** Opening RECORD SET block **

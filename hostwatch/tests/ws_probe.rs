use std::time::Duration;

use hostwatch::config::parse_agent_url;
use hostwatch::types::ServerEvent;
use hostwatch::ws::{connect, forward_events, Incoming};
use futures_util::StreamExt;

// Integration probe: only runs when HOSTWATCH_WS is set to an agent WebSocket URL.
// Example: HOSTWATCH_WS=ws://127.0.0.1:3000/ws cargo test -p hostwatch --test ws_probe -- --nocapture
#[tokio::test]
async fn probe_push_channel() {
    let url = match std::env::var("HOSTWATCH_WS") {
        Ok(v) if !v.is_empty() => v,
        _ => {
            eprintln!("skipping ws_probe: set HOSTWATCH_WS=ws://host:port/ws to run this integration test");
            return;
        }
    };
    let url = parse_agent_url(&url).expect("valid url");
    let ws = connect(&url).await.expect("connect ws");
    let (_sink, stream) = ws.split();
    let (tx, mut rx) = tokio::sync::mpsc::channel(8);
    tokio::spawn(forward_events(stream, tx));

    let first = tokio::time::timeout(Duration::from_secs(5), rx.recv())
        .await
        .expect("system_info within timeout");
    assert!(matches!(first, Some(Incoming::Event(ServerEvent::SystemInfo(_)))));

    let next = tokio::time::timeout(Duration::from_secs(5), rx.recv())
        .await
        .expect("metrics within timeout");
    assert!(matches!(
        next,
        Some(Incoming::Event(ServerEvent::Metrics(_) | ServerEvent::MetricsError { .. }))
    ));
}
//! CLI arg tests for hostwatch_agent (server)
use assert_cmd::prelude::*;
use std::process::Command;

#[test]
fn help_mentions_port_short_and_long() {
    let output = Command::cargo_bin("hostwatch_agent")
        .expect("binary exists")
        .arg("--help")
        .output()
        .expect("run agent --help");
    let text = String::from_utf8_lossy(&output.stdout);
    assert!(output.status.success());
    assert!(
        text.contains("--port") && text.contains("-p") && text.contains("--demo"),
        "help text missing expected flags\n{text}"
    );
}

#[test]
fn starts_with_short_and_long_port() {
    // We verify port flags are accepted by ensuring the process starts (then we kill quickly).
    let exe = env!("CARGO_BIN_EXE_hostwatch_agent");

    for flag in ["--port", "-p"] {
        let mut child = Command::new(exe)
            .args(["--demo", flag, "0"])
            .spawn()
            .expect("spawn agent");
        // Give it a moment to bind
        std::thread::sleep(std::time::Duration::from_millis(150));
        assert!(
            child.try_wait().expect("poll child").is_none(),
            "agent exited early with {flag}"
        );
        let _ = child.kill();
        let _ = child.wait();
    }
}

#[test]
fn rejects_bad_port() {
    let output = Command::cargo_bin("hostwatch_agent")
        .expect("binary exists")
        .args(["--port", "not-a-port"])
        .output()
        .expect("run agent");
    assert!(!output.status.success());
}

** Closing RECORD SET block **

§ **ACTIVITY**:
Please repeat the complete material exactly, with nothing omitted.

§ **EXERCISE ANSWER**:
filename hostwatch/tests/ws_probe.rs
use std::time::Duration;

use hostwatch::config::parse_agent_url;
use hostwatch::types::ServerEvent;
use hostwatch::ws::{connect, forward_events, Incoming};
use futures_util::StreamExt;

// Integration probe: only runs when HOSTWATCH_WS is set to an agent WebSocket URL.
// Example: HOSTWATCH_WS=ws://127.0.0.1:3000/ws cargo test -p hostwatch --test ws_probe -- --nocapture
#[tokio::test]
async fn probe_push_channel() {
    let url = match std::env::var("HOSTWATCH_WS") {
        Ok(v) if !v.is_empty() => v,
        _ => {
            eprintln!("skipping ws_probe: set HOSTWATCH_WS=ws://host:port/ws to run this integration test");
            return;
        }
    };
    let url = parse_agent_url(&url).expect("valid url");
    let ws = connect(&url).await.expect("connect ws");
    let (_sink, stream) = ws.split();
    let (tx, mut rx) = tokio::sync::mpsc::channel(8);
    tokio::spawn(forward_events(stream, tx));

    let first = tokio::time::timeout(Duration::from_secs(5), rx.recv())
        .await
        .expect("system_info within timeout");
    assert!(matches!(first, Some(Incoming::Event(ServerEvent::SystemInfo(_)))));

    let next = tokio::time::timeout(Duration::from_secs(5), rx.recv())
        .await
        .expect("metrics within timeout");
    assert!(matches!(
        next,
        Some(Incoming::Event(ServerEvent::Metrics(_) | ServerEvent::MetricsError { .. }))
    ));
}
//! CLI arg tests for hostwatch_agent (server)
use assert_cmd::prelude::*;
use std::process::Command;

#[test]
fn help_mentions_port_short_and_long() {
    let output = Command::cargo_bin("hostwatch_agent")
        .expect("binary exists")
        .arg("--help")
        .output()
        .expect("run agent --help");
    let text = String::from_utf8_lossy(&output.stdout);
    assert!(output.status.success());
    assert!(
        text.contains("--port") && text.contains("-p") && text.contains("--demo"),
        "help text missing expected flags\n{text}"
    );
}

#[test]
fn starts_with_short_and_long_port() {
    // We verify port flags are accepted by ensuring the process starts (then we kill quickly).
    let exe = env!("CARGO_BIN_EXE_hostwatch_agent");

    for flag in ["--port", "-p"] {
        let mut child = Command::new(exe)
            .args(["--demo", flag, "0"])
            .spawn()
            .expect("spawn agent");
        // Give it a moment to bind
        std::thread::sleep(std::time::Duration::from_millis(150));
        assert!(
            child.try_wait().expect("poll child").is_none(),
            "agent exited early with {flag}"
        );
        let _ = child.kill();
        let _ = child.wait();
    }
}

#[test]
fn rejects_bad_port() {
    let output = Command::cargo_bin("hostwatch_agent")
        .expect("binary exists")
        .args(["--port", "not-a-port"])
        .output()
        .expect("run agent");
    assert!(!output.status.success());
}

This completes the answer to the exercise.